Through the Digitalist give back program — where we share expertise to help causes — I joined a student from the University of Saskatchewan tracking COVID-19 cases across Canada. The COVID-19 Tracker Canada (covid19tracker.ca) was one of the first initiatives displaying daily updates across the country. It also housed a dataset of individual cases, despite the challenges in gathering such data.
Since late March, I've been helping make improvements to grow and scale the tracker. Along the way I collected notes of my experience.
When I first joined, I started with a few minor tweaks and fixes. At the time, reported cases had yet to reach 5-digits nationwide. With the rising media attention, traffic to the site soon grew...

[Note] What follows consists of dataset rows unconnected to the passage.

use std::fmt;

use crate::db;

/// An error that can occur while reading or mutating the ledger
#[derive(Debug, PartialEq)]
pub struct Error {
	kind: ErrorKind,
}

impl Error {
	pub fn new(kind: ErrorKind) -> Error {
		Error { kind }
	}

	pub fn kind(&self) -> &ErrorKind {
		&self.kind
	}

	pub fn validation(msg: impl Into<String>) -> Error {
		Error::new(ErrorKind::Validation(msg.into()))
	}

	pub fn not_found(entity: &'static str) -> Error {
		Error::new(ErrorKind::NotFound(entity))
	}

	pub fn state_conflict(msg: impl Into<String>) -> Error {
		Error::new(ErrorKind::StateConflict(msg.into()))
	}

	pub fn unauthorized(operation: &'static str) -> Error {
		Error::new(ErrorKind::Unauthorized(operation))
	}
}

/// The kind of an error that can occur.
#[derive(Debug, PartialEq)]
pub enum ErrorKind {
	Database(db::Error),
	/// Malformed input: bad amount, month out of range, empty field
	Validation(String),
	/// A referenced entity does not exist
	NotFound(&'static str),
	/// The entity exists but is not in a state the operation accepts,
	/// e.g. approving a proof that has already been reviewed
	StateConflict(String),
	/// The actor's role does not permit the operation
	Unauthorized(&'static str),
}

impl fmt::Display for Error {
	fn fmt(&self, f: &mut fmt::Formatter) -> fmt::Result {
		match &self.kind {
			ErrorKind::Database(e) => write!(f, "db error: {}", e),
			ErrorKind::Validation(msg) => write!(f, "invalid input: {}", msg),
			ErrorKind::NotFound(entity) => write!(f, "{} not found", entity),
			ErrorKind::StateConflict(msg) => write!(f, "conflicting state: {}", msg),
			ErrorKind::Unauthorized(operation) => write!(f, "not permitted to {}", operation),
		}
	}
}

impl std::error::Error for Error {}

impl From<db::Error> for Error {
	fn from(e: db::Error) -> Self {
		Error::new(ErrorKind::Database(e))
	}
}

impl From<diesel::result::Error> for Error {
	fn from(e: diesel::result::Error) -> Self {
		Error::new(ErrorKind::Database(db::Error::from(e)))
	}
}

impl From<diesel::r2d2::PoolError> for Error {
	fn from(e: diesel::r2d2::PoolError) -> Self {
		Error::new(ErrorKind::Database(db::Error::from(e)))
	}
}
use serde::{Deserialize, Serialize};
use std::fmt;
use std::time::Duration;

/// One axis of the evaluation.
#[derive(Debug, Clone, Copy, PartialEq, Eq, Hash, Serialize, Deserialize)]
#[serde(rename_all = "lowercase")]
pub enum Dimension {
    Privacy,
    Functionality,
    Infrastructure,
    Performance,
    Security,
}

impl Dimension {
    /// Fixed evaluation and report order.
    pub const ALL: [Dimension; 5] = [
        Dimension::Privacy,
        Dimension::Functionality,
        Dimension::Infrastructure,
        Dimension::Performance,
        Dimension::Security,
    ];

    /// Key used in `evaluation_weights`.
    pub fn as_str(&self) -> &'static str {
        match self {
            Dimension::Privacy => "privacy",
            Dimension::Functionality => "functionality",
            Dimension::Infrastructure => "infrastructure",
            Dimension::Performance => "performance",
            Dimension::Security => "security",
        }
    }

    /// Human-readable label for the dashboard.
    pub fn label(&self) -> &'static str {
        match self {
            Dimension::Privacy => "Privacy Protection",
            Dimension::Functionality => "Functionality",
            Dimension::Infrastructure => "Infrastructure",
            Dimension::Performance => "Performance",
            Dimension::Security => "Security",
        }
    }

    pub fn parse(s: &str) -> Option<Self> {
        Self::ALL.into_iter().find(|d| d.as_str() == s)
    }

    /// Whether the dimension takes a live host snapshot.
    pub fn uses_host_metrics(&self) -> bool {
        matches!(
            self,
            Dimension::Infrastructure | Dimension::Performance | Dimension::Security
        )
    }

    /// Artificial work time when latency simulation is on.
    pub fn simulated_latency(&self) -> Duration {
        match self {
            Dimension::Privacy => Duration::from_millis(1000),
            Dimension::Functionality => Duration::from_millis(1200),
            Dimension::Infrastructure => Duration::from_millis(800),
            Dimension::Performance => Duration::from_millis(1500),
            Dimension::Security => Duration::from_millis(1300),
        }
    }
}

impl fmt::Display for Dimension {
    fn fmt(&self, f: &mut fmt::Formatter<'_>) -> fmt::Result {
        f.write_str(self.as_str())
    }
}

/// Dashboard label for an arbitrary weight key; unknown keys are shown as-is.
pub fn label_for(name: &str) -> &str {
    Dimension::parse(name).map(|d| d.label()).unwrap_or(name)
}

#[cfg(test)]
mod tests {
    use super::*;

    #[test]
    fn test_parse_roundtrip() {
        for dimension in Dimension::ALL {
            assert_eq!(Dimension::parse(dimension.as_str()), Some(dimension));
        }
        assert_eq!(Dimension::parse("Privacy"), None);
    }

    #[test]
    fn test_host_metric_dimensions() {
        let live: Vec<_> = Dimension::ALL
            .into_iter()
            .filter(Dimension::uses_host_metrics)
            .collect();
        assert_eq!(
            live,
            [
                Dimension::Infrastructure,
                Dimension::Performance,
                Dimension::Security
            ]
        );
    }

    #[test]
    fn test_label_for_unknown_key() {
        assert_eq!(label_for("privacy"), "Privacy Protection");
        assert_eq!(label_for("latency"), "latency");
    }

    #[test]
    fn test_serde_lowercase() {
        let json = serde_json::to_string(&Dimension::Infrastructure).unwrap();
        assert_eq!(json, "\"infrastructure\"");
    }
}
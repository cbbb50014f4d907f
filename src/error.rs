use std::path::PathBuf;
use thiserror::Error;

/// Errors raised while validating or persisting the evaluation config.
#[derive(Debug, Error)]
pub enum ConfigError {
    #[error("config is missing required key '{0}'")]
    MissingKey(&'static str),

    #[error("invalid config JSON: {0}")]
    Parse(#[from] serde_json::Error),

    #[error("config I/O error at {path}: {source}")]
    Io {
        path: PathBuf,
        #[source]
        source: std::io::Error,
    },

    #[error("unknown dimension '{0}'")]
    UnknownDimension(String),

    #[error("invalid weight {0}: must be a finite, non-negative number")]
    InvalidWeight(f64),
}

/// Errors raised by the file manager. Every rejection variant leaves the
/// filesystem untouched.
#[derive(Debug, Error)]
pub enum FileOpError {
    #[error("missing required parameter: {0}")]
    MissingParameter(&'static str),

    #[error("invalid folder type '{0}'")]
    InvalidFolder(String),

    #[error("invalid file name '{0}'")]
    InvalidName(String),

    #[error("file {0} does not exist")]
    NotFound(String),

    #[error("file {0} already exists")]
    AlreadyExists(String),

    #[error("{0} is a directory and cannot be transferred")]
    IsDirectory(String),

    #[error("I/O error: {0}")]
    Io(#[from] std::io::Error),
}

/// Errors raised while running the evaluator subprocess.
#[derive(Debug, Error)]
pub enum RunError {
    #[error("evaluator command is empty")]
    EmptyCommand,

    #[error("failed to start evaluator '{program}': {source}")]
    Spawn {
        program: String,
        #[source]
        source: std::io::Error,
    },

    #[error("evaluator timed out after {0:?}")]
    Timeout(std::time::Duration),

    #[error("I/O error while waiting for evaluator: {0}")]
    Io(#[from] std::io::Error),
}
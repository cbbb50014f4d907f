use owo_colors::OwoColorize;
use std::io::IsTerminal;

use crate::evaluation::Report;
use crate::evaluation::types::{DimensionFailure, EvaluationResult};

/// Scores at or above this are shown green
const GOOD_SCORE: f64 = 85.0;
/// Scores below this are shown red
const POOR_SCORE: f64 = 60.0;

/// Check if stdout is a TTY (for auto-detecting color support)
pub fn should_use_colors() -> bool {
    std::io::stdout().is_terminal()
}

/// Format a score with one decimal, e.g. "86.8"
pub fn format_score(score: f64) -> String {
    format!("{:.1}", score)
}

fn colored_score(score: f64, width: usize, use_colors: bool) -> String {
    let text = format!("{:>width$}", format_score(score), width = width);
    if !use_colors {
        text
    } else if score >= GOOD_SCORE {
        text.green().to_string()
    } else if score >= POOR_SCORE {
        text.yellow().to_string()
    } else {
        text.red().to_string()
    }
}

/// Format per-dimension results as a table:
/// Dimension, Score, Weight, Weighted
pub fn format_results_table(results: &[EvaluationResult], use_colors: bool) -> String {
    if results.is_empty() {
        return "No dimensions evaluated.".to_string();
    }

    let name_width = results
        .iter()
        .map(|r| r.dimension.label().chars().count())
        .max()
        .unwrap_or(0)
        .max("Dimension".len());

    let header = format!(
        "{:<name_width$}  {:>6}  {:>6}  {:>8}",
        "Dimension",
        "Score",
        "Weight",
        "Weighted",
        name_width = name_width
    );

    let mut lines = vec![if use_colors {
        header.bold().to_string()
    } else {
        header
    }];

    for result in results {
        lines.push(format!(
            "{:<name_width$}  {}  {:>6.2}  {:>8.2}",
            result.dimension.label(),
            colored_score(result.score, 6, use_colors),
            result.weight,
            result.weighted_score,
            name_width = name_width
        ));
    }

    lines.join("\n")
}

fn format_failures(failures: &[DimensionFailure], use_colors: bool) -> Vec<String> {
    failures
        .iter()
        .map(|f| {
            let line = format!("{} failed: {}", f.dimension.label(), f.error);
            if use_colors {
                line.red().to_string()
            } else {
                line
            }
        })
        .collect()
}

/// Format a whole report: results table, failures and the overall score.
pub fn format_report(report: &Report, use_colors: bool) -> String {
    let mut lines = vec![format_results_table(&report.detailed_results, use_colors)];
    lines.extend(format_failures(&report.metadata.failed_dimensions, use_colors));
    lines.push(String::new());

    let label = if use_colors {
        "Overall score".bold().to_string()
    } else {
        "Overall score".to_string()
    };
    lines.push(format!(
        "{}: {} (target {}, {:.1}s)",
        label,
        colored_score(report.summary.overall_score, 0, use_colors),
        report.metadata.target_url,
        report.metadata.evaluation_duration
    ));

    lines.join("\n")
}
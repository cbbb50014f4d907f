pub mod formatter;

pub use formatter::{
    format_report, format_results_table, format_score, should_use_colors,
};
use clap::{Args, Parser, Subcommand};
use std::net::{IpAddr, SocketAddr};
use std::path::PathBuf;
use std::sync::Arc;
use std::time::Duration;
use tracing::{error, info, warn};
use tracing_subscriber::EnvFilter;

use fusion_eval::config::{ConfigManager, CONFIG_FILE_NAME};
use fusion_eval::evaluation::{
    generate_test_configuration, write_report, write_test_configuration, Evaluator, HostProbe,
    HostSnapshot, Report, SystemProbe,
};
use fusion_eval::runner::EvaluatorCommand;
use fusion_eval::server::ServerSettings;

const EXIT_SUCCESS: i32 = 0;
const EXIT_FAILURE: i32 = 1;
const EXIT_CONFIG: i32 = 4;

#[derive(Subcommand, Debug)]
enum Commands {
    /// Serve the weight and folder dashboard
    Serve(ServeArgs),
    /// Evaluate all dimensions and write a report
    Evaluate(EvaluateArgs),
    /// Write a test configuration derived from the current weights
    TestConfig(TestConfigArgs),
}

#[derive(Args, Debug)]
struct ServeArgs {
    /// Address to bind
    #[arg(long, env = "FUSION_EVAL_HOST", default_value = "0.0.0.0")]
    host: IpAddr,

    #[arg(short, long, env = "FUSION_EVAL_PORT", default_value_t = 5000)]
    port: u16,

    /// Folder holding reports and generated test configurations
    #[arg(long, env = "FUSION_EVAL_SOURCE_DIR", default_value = "reports")]
    source_dir: PathBuf,

    /// Folder of test configurations mounted for the test runner
    #[arg(long, env = "FUSION_EVAL_TARGET_DIR", default_value = "test_configs")]
    target_dir: PathBuf,

    /// Command run by the dashboard's evaluator button
    /// (defaults to this binary's `evaluate` subcommand)
    #[arg(long, env = "FUSION_EVAL_EVALUATOR_CMD")]
    evaluator_cmd: Option<String>,

    /// Working directory of the evaluator process
    #[arg(long, env = "FUSION_EVAL_EVALUATOR_DIR")]
    evaluator_dir: Option<PathBuf>,

    /// Kill the evaluator after this long, e.g. "60s" or "2m"
    #[arg(long, env = "FUSION_EVAL_EVALUATOR_TIMEOUT", default_value = "60s", value_parser = humantime::parse_duration)]
    evaluator_timeout: Duration,

    /// Open the dashboard in the default browser once listening
    #[arg(long)]
    open: bool,
}

#[derive(Args, Debug)]
struct EvaluateArgs {
    /// Folder the report and test configuration are written to
    #[arg(short, long, env = "FUSION_EVAL_OUTPUT_DIR", default_value = "reports")]
    output_dir: PathBuf,

    /// Skip the simulated per-dimension delay
    #[arg(long)]
    no_delay: bool,
}

#[derive(Args, Debug)]
struct TestConfigArgs {
    #[arg(short, long, env = "FUSION_EVAL_OUTPUT_DIR", default_value = "reports")]
    output_dir: PathBuf,
}

#[derive(Parser, Debug)]
#[command(name = "fusion-eval")]
#[command(about = "Weighted multi-dimension evaluation with a web dashboard", long_about = None)]
#[command(version)]
struct Cli {
    /// Enable verbose logging
    #[arg(short, long, global = true)]
    verbose: bool,

    /// Path to the evaluation config
    #[arg(short, long, global = true, env = "FUSION_EVAL_CONFIG", default_value = CONFIG_FILE_NAME)]
    config: PathBuf,

    #[command(subcommand)]
    command: Commands,
}

fn init_tracing(verbose: bool) {
    let default_level = if verbose { "debug" } else { "info" };
    let filter = EnvFilter::try_from_default_env().unwrap_or_else(|_| EnvFilter::new(default_level));
    tracing_subscriber::fmt()
        .with_env_filter(filter)
        .with_target(false)
        .with_writer(std::io::stderr)
        .init();
}

#[tokio::main]
async fn main() {
    let cli = Cli::parse();
    init_tracing(cli.verbose);

    let code = match cli.command {
        Commands::Serve(args) => serve(cli.config, args).await,
        Commands::Evaluate(args) => evaluate(cli.config, args).await,
        Commands::TestConfig(args) => test_config(cli.config, args).await,
    };
    std::process::exit(code);
}

async fn serve(config_path: PathBuf, args: ServeArgs) -> i32 {
    let evaluator = match &args.evaluator_cmd {
        Some(line) => EvaluatorCommand::from_command_line(line, args.evaluator_timeout)
            .map_err(anyhow::Error::from),
        None => EvaluatorCommand::current_exe(config_path.clone(), args.source_dir.clone())
            .map(|cmd| EvaluatorCommand {
                timeout: args.evaluator_timeout,
                ..cmd
            })
            .map_err(anyhow::Error::from),
    };
    let evaluator = match evaluator {
        Ok(cmd) => EvaluatorCommand {
            working_dir: args.evaluator_dir,
            ..cmd
        },
        Err(e) => {
            error!(error = %e, "invalid evaluator command");
            return EXIT_CONFIG;
        }
    };

    let addr = SocketAddr::new(args.host, args.port);
    let settings = ServerSettings {
        config_path,
        source_dir: args.source_dir,
        target_dir: args.target_dir,
        evaluator,
    };

    let listener = match fusion_eval::server::bind(addr).await {
        Ok(listener) => listener,
        Err(e) => {
            error!(error = %format!("{:#}", e), "cannot listen on configured address");
            return EXIT_CONFIG;
        }
    };

    if args.open {
        let url = fusion_eval::browser::dashboard_url(addr);
        if let Err(e) = fusion_eval::browser::open_url(&url) {
            warn!(error = %format!("{:#}", e), "could not open browser");
        }
    }

    match fusion_eval::server::serve(listener, settings).await {
        Ok(()) => EXIT_SUCCESS,
        Err(e) => {
            error!(error = %format!("{:#}", e), "dashboard stopped");
            EXIT_FAILURE
        }
    }
}

/// Take a host snapshot off the async executor; falls back to an idle
/// snapshot when the host cannot be probed.
async fn host_snapshot(probe: Arc<dyn HostProbe>) -> HostSnapshot {
    let outcome = tokio::task::spawn_blocking(move || probe.snapshot()).await;
    match outcome {
        Ok(Ok(snapshot)) => snapshot,
        Ok(Err(e)) => {
            warn!(error = %format!("{:#}", e), "host probe failed, using idle snapshot");
            HostSnapshot::default()
        }
        Err(e) => {
            warn!(error = %e, "host probe task failed, using idle snapshot");
            HostSnapshot::default()
        }
    }
}

async fn evaluate(config_path: PathBuf, args: EvaluateArgs) -> i32 {
    let config = ConfigManager::load(&config_path);
    let probe: Arc<dyn HostProbe> = Arc::new(SystemProbe);

    let snapshot = host_snapshot(Arc::clone(&probe)).await;
    let document = generate_test_configuration(&config, &snapshot);
    match write_test_configuration(&args.output_dir, &document) {
        Ok(path) => info!(path = %path.display(), "wrote test configuration"),
        Err(e) => {
            error!(error = %format!("{:#}", e), "failed to write test configuration");
            return EXIT_FAILURE;
        }
    }

    let target_url = config.target_url().to_string();
    let generate_report = config.generate_report();
    let evaluator = Evaluator::new(config, probe).simulate_latency(!args.no_delay);

    let run = match evaluator.run().await {
        Ok(run) => run,
        Err(e) => {
            error!(error = %format!("{:#}", e), "evaluation failed");
            return EXIT_FAILURE;
        }
    };

    let report = Report::from_run(run, &target_url);
    println!(
        "{}",
        fusion_eval::output::format_report(&report, fusion_eval::output::should_use_colors())
    );

    if generate_report {
        match write_report(&args.output_dir, &report) {
            Ok(path) => info!(path = %path.display(), "wrote evaluation report"),
            Err(e) => {
                error!(error = %format!("{:#}", e), "failed to write report");
                return EXIT_FAILURE;
            }
        }
    }

    EXIT_SUCCESS
}

async fn test_config(config_path: PathBuf, args: TestConfigArgs) -> i32 {
    let config = ConfigManager::load(&config_path);
    let snapshot = host_snapshot(Arc::new(SystemProbe)).await;
    let document = generate_test_configuration(&config, &snapshot);

    match write_test_configuration(&args.output_dir, &document) {
        Ok(path) => {
            println!("{}", path.display());
            EXIT_SUCCESS
        }
        Err(e) => {
            error!(error = %format!("{:#}", e), "failed to write test configuration");
            EXIT_FAILURE
        }
    }
}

The site slowed to a crawl, and was eventually suspended by the web host. The site was deployed on a shared hosting plan — ideal when needs are small, but can quickly become a bottleneck.
We quickly decided to migrate to a VM and in a few hours was back online (DNS propagation aside). Know what your deployment is capable of handling and have a plan in place when the situation arises. Especially when there might be a slashdot effect.
Turns out migrating was not enough. The dataset was steadily growing. Soon, CPU usage started to spike. Even with a generous amount of compute resources provided by the Digital Ocean Hub for Good program, the site was being brought to its knees.
We pinpointed that the issue was happening at the database. Queries that ran fine last month became sluggish the next. A closer look showed that we had plenty of room to optimize and rewrite these queries. Moving forward, we want to have a process in place to review performance and catch issues before they start to compound.
With the troubles behind us, we can refocus on the planned improvements: expand the data to include additional collections like tests and hospitalizations; and rework the API as a separate service. While putting the pieces together, other discoveries start to emerge. As a result, I ran into unexpected “what if” scenarios, data hiccups, and forgotten items.
When you only volunteer a couple of hours each week, you want to maximize the effort. But as the project evolves, we also have to be adaptable. Show and tell work, have discussions early.
The API rework was also a good opportunity to review internal processes. In particular the daily upkeep of the dataset. Additional data processing was required with the new features. I started looking into automating this process, then into admin panels. But in the end, the simple approach fit the bill.
Using the command line interface, a command could ask for key input, then proceed with the work. Solve the functional requirement first, then the icing can come later. Starting simple puts emphasis on the tradeoffs when deciding on an approach.
Contributing to the COVID-19 Tracker Canada has been an experience which recalled old skills and developed new ones. While we may have reached the proverbial 1.0, data continues to be added. And so I will continue to lookout for ways to improve and optimize.
Change will be recurring theme as the world tackles the ongoing pandemic. Find a challenge to tackle, read a book, learn a new skill or refine an existing one.